ACTIVITY:
Work through the entries below line by line and give the number of lines with the string "match", nothing else.
RECORDS PROVIDED below:
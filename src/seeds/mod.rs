//! Seed packs: bootstrapping data for a fresh database.
//!
//! A seed pack is a TOML bundle of users, playbook items, anchor tasks and
//! goals. Three packs are bundled into the binary: `initial-user`, `playbook`
//! and `anchors`. Extra packs are discovered from `<data_dir>/seeds/<id>/seed.toml`.

use std::collections::HashMap;
use std::path::{Path, PathBuf};

use chrono::NaiveDateTime;
use miette::Diagnostic;
use serde::Deserialize;
use thiserror::Error;

use crate::auth::hash_password;
use crate::error::StoreError;
use crate::model::{NewGoal, NewPlaybookItem, NewUser, PlaybookItemType};
use crate::store::Store;
use crate::validate::normalize_email;

// ── Errors ──────────────────────────────────────────────────────────────

#[derive(Debug, Error, Diagnostic)]
pub enum SeedError {
    #[error("seed pack not found: \"{id}\"")]
    #[diagnostic(
        code(anchor::seed::not_found),
        help("List available packs with `anchor seed --list`.")
    )]
    NotFound { id: String },

    #[error("failed to parse seed pack \"{id}\": {message}")]
    #[diagnostic(code(anchor::seed::parse), help("Check the seed.toml syntax."))]
    Parse { id: String, message: String },

    #[error("failed to apply seed \"{id}\": {source}")]
    #[diagnostic(
        code(anchor::seed::apply),
        help("Check that the database is writable. Nothing from this pack was recorded as applied.")
    )]
    Apply {
        id: String,
        #[source]
        source: StoreError,
    },
}

pub type SeedResult<T> = std::result::Result<T, SeedError>;

// ── Seed pack data model ────────────────────────────────────────────────

#[derive(Debug, Clone)]
pub struct SeedPack {
    pub id: String,
    pub name: String,
    pub version: String,
    pub description: String,
    pub users: Vec<SeedUser>,
    pub playbook: Vec<NewPlaybookItem>,
    pub anchor_tasks: Vec<SeedAnchorTask>,
    pub goals: Vec<NewGoal>,
    pub source: SeedSource,
}

/// Where a seed pack came from.
#[derive(Debug, Clone)]
pub enum SeedSource {
    /// Bundled into the binary via `include_str!`.
    Bundled,
    /// Loaded from an external directory.
    External(PathBuf),
}

#[derive(Debug, Clone, Deserialize)]
pub struct SeedUser {
    pub email: String,
    pub password: String,
    #[serde(default)]
    pub name: Option<String>,
}

#[derive(Debug, Clone, Deserialize)]
pub struct SeedAnchorTask {
    /// Email of the owning user.
    pub owner: String,
    pub task_name: String,
    #[serde(default)]
    pub description: Option<String>,
}

/// Report after applying a seed pack.
#[derive(Debug, Clone, Default, PartialEq, Eq)]
pub struct SeedReport {
    pub id: String,
    pub rows_applied: usize,
    pub rows_skipped: usize,
    pub already_applied: bool,
}

// ── TOML deserialization helpers ─────────────────────────────────────────

#[derive(Debug, Deserialize)]
struct SeedToml {
    seed: SeedMeta,
    #[serde(default)]
    users: Vec<SeedUser>,
    #[serde(default)]
    playbook: Vec<NewPlaybookItem>,
    #[serde(default)]
    anchor_tasks: Vec<SeedAnchorTask>,
    #[serde(default)]
    goals: Vec<NewGoal>,
}

#[derive(Debug, Deserialize)]
struct SeedMeta {
    id: String,
    name: String,
    version: String,
    description: String,
}

// ── Bundled seed packs ──────────────────────────────────────────────────

const INITIAL_USER_TOML: &str = include_str!("../../data/seeds/initial-user/seed.toml");
const PLAYBOOK_TOML: &str = include_str!("../../data/seeds/playbook/seed.toml");
const ANCHORS_TOML: &str = include_str!("../../data/seeds/anchors/seed.toml");

fn parse_seed_toml(toml_str: &str, source: SeedSource) -> SeedResult<SeedPack> {
    let parsed: SeedToml = toml::from_str(toml_str).map_err(|e| SeedError::Parse {
        id: "(unknown)".into(),
        message: e.to_string(),
    })?;
    Ok(SeedPack {
        id: parsed.seed.id,
        name: parsed.seed.name,
        version: parsed.seed.version,
        description: parsed.seed.description,
        users: parsed.users,
        playbook: parsed.playbook,
        anchor_tasks: parsed.anchor_tasks,
        goals: parsed.goals,
        source,
    })
}

fn bundled_packs() -> Vec<SeedPack> {
    [
        (INITIAL_USER_TOML, "initial-user"),
        (PLAYBOOK_TOML, "playbook"),
        (ANCHORS_TOML, "anchors"),
    ]
    .iter()
    .filter_map(
        |(toml, id)| match parse_seed_toml(toml, SeedSource::Bundled) {
            Ok(pack) => Some(pack),
            Err(e) => {
                tracing::warn!(seed = id, "failed to parse bundled seed: {e}");
                None
            }
        },
    )
    .collect()
}

// ── Seed Registry ───────────────────────────────────────────────────────

/// Registry of available seed packs (bundled + discovered from disk).
pub struct SeedRegistry {
    packs: HashMap<String, SeedPack>,
}

impl SeedRegistry {
    /// Create a registry with only bundled packs.
    pub fn bundled() -> Self {
        let packs = bundled_packs()
            .into_iter()
            .map(|p| (p.id.clone(), p))
            .collect();
        Self { packs }
    }

    /// Bundled packs plus every `<seeds_dir>/<id>/seed.toml`. External packs
    /// override bundled ones with the same id.
    pub fn discover(seeds_dir: &Path) -> Self {
        let mut registry = Self::bundled();

        let Ok(entries) = std::fs::read_dir(seeds_dir) else {
            return registry;
        };
        for entry in entries.flatten() {
            let seed_file = entry.path().join("seed.toml");
            if !seed_file.is_file() {
                continue;
            }
            let parsed = std::fs::read_to_string(&seed_file)
                .map_err(|e| e.to_string())
                .and_then(|content| {
                    parse_seed_toml(&content, SeedSource::External(entry.path()))
                        .map_err(|e| e.to_string())
                });
            match parsed {
                Ok(pack) => {
                    tracing::debug!(seed = %pack.id, path = %seed_file.display(), "discovered seed pack");
                    registry.packs.insert(pack.id.clone(), pack);
                }
                Err(e) => {
                    tracing::warn!(path = %seed_file.display(), "failed to load seed pack: {e}");
                }
            }
        }
        registry
    }

    /// List all available seed packs.
    pub fn list(&self) -> Vec<&SeedPack> {
        let mut packs: Vec<&SeedPack> = self.packs.values().collect();
        packs.sort_by(|a, b| a.id.cmp(&b.id));
        packs
    }

    /// Get a seed pack by ID.
    pub fn get(&self, id: &str) -> SeedResult<&SeedPack> {
        self.packs
            .get(id)
            .ok_or_else(|| SeedError::NotFound { id: id.to_string() })
    }

    /// Apply a single seed pack. Idempotent via the `seed_runs` table.
    pub fn apply(
        &self,
        pack_id: &str,
        store: &Store,
        now: NaiveDateTime,
        password_rounds: u32,
    ) -> SeedResult<SeedReport> {
        let pack = self.get(pack_id)?;
        apply_seed_pack(pack, store, now, password_rounds).map_err(|source| SeedError::Apply {
            id: pack.id.clone(),
            source,
        })
    }

    /// Apply multiple seed packs in order. Returns a report per pack.
    pub fn apply_all(
        &self,
        pack_ids: &[String],
        store: &Store,
        now: NaiveDateTime,
        password_rounds: u32,
    ) -> SeedResult<Vec<SeedReport>> {
        pack_ids
            .iter()
            .map(|id| self.apply(id, store, now, password_rounds))
            .collect()
    }
}

// ── Application logic ───────────────────────────────────────────────────

fn apply_seed_pack(
    pack: &SeedPack,
    store: &Store,
    now: NaiveDateTime,
    password_rounds: u32,
) -> Result<SeedReport, StoreError> {
    let mut report = SeedReport {
        id: pack.id.clone(),
        ..Default::default()
    };
    if store.is_seed_applied(&pack.id)? {
        report.already_applied = true;
        return Ok(report);
    }

    for user in &pack.users {
        let email = normalize_email(&user.email);
        if store.find_user_by_email(&email)?.is_some() {
            tracing::info!(seed = %pack.id, %email, "Initial user already exists. Skipping creation.");
            report.rows_skipped += 1;
            continue;
        }
        store.insert_user(
            &NewUser {
                name: user.name.clone(),
                email: email.clone(),
                password_hash: hash_password(&user.password, password_rounds),
            },
            now,
        )?;
        tracing::info!(seed = %pack.id, %email, "initial user created");
        report.rows_applied += 1;
    }

    for item in &pack.playbook {
        let (_, inserted) = store.upsert_playbook_item(item)?;
        if inserted {
            report.rows_applied += 1;
        } else {
            report.rows_skipped += 1;
        }
    }

    for task in &pack.anchor_tasks {
        let owner = normalize_email(&task.owner);
        let Some(user) = store.find_user_by_email(&owner)? else {
            tracing::warn!(seed = %pack.id, %owner, task = %task.task_name, "owner not found, skipping task");
            report.rows_skipped += 1;
            continue;
        };
        let exists = store
            .list_anchor_tasks(user.id, true)?
            .iter()
            .any(|t| t.task_name == task.task_name);
        if exists {
            report.rows_skipped += 1;
            continue;
        }
        store.create_anchor_task(user.id, &task.task_name, task.description.as_deref())?;
        report.rows_applied += 1;
    }

    for goal in &pack.goals {
        store.create_goal(goal, now)?;
        report.rows_applied += 1;
    }

    store.mark_seed_applied(&pack.id, now)?;
    tracing::info!(
        seed = %pack.id,
        applied = report.rows_applied,
        skipped = report.rows_skipped,
        "seed pack applied"
    );
    Ok(report)
}

/// Number of dopamine-menu items in a pack, for `anchor seed --list`.
pub fn dopamine_item_count(pack: &SeedPack) -> usize {
    pack.playbook
        .iter()
        .filter(|i| PlaybookItemType::DOPAMINE_MENU.contains(&i.item_type))
        .count()
}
End of RECORDS PROVIDED.
TASK OUTPUT:
2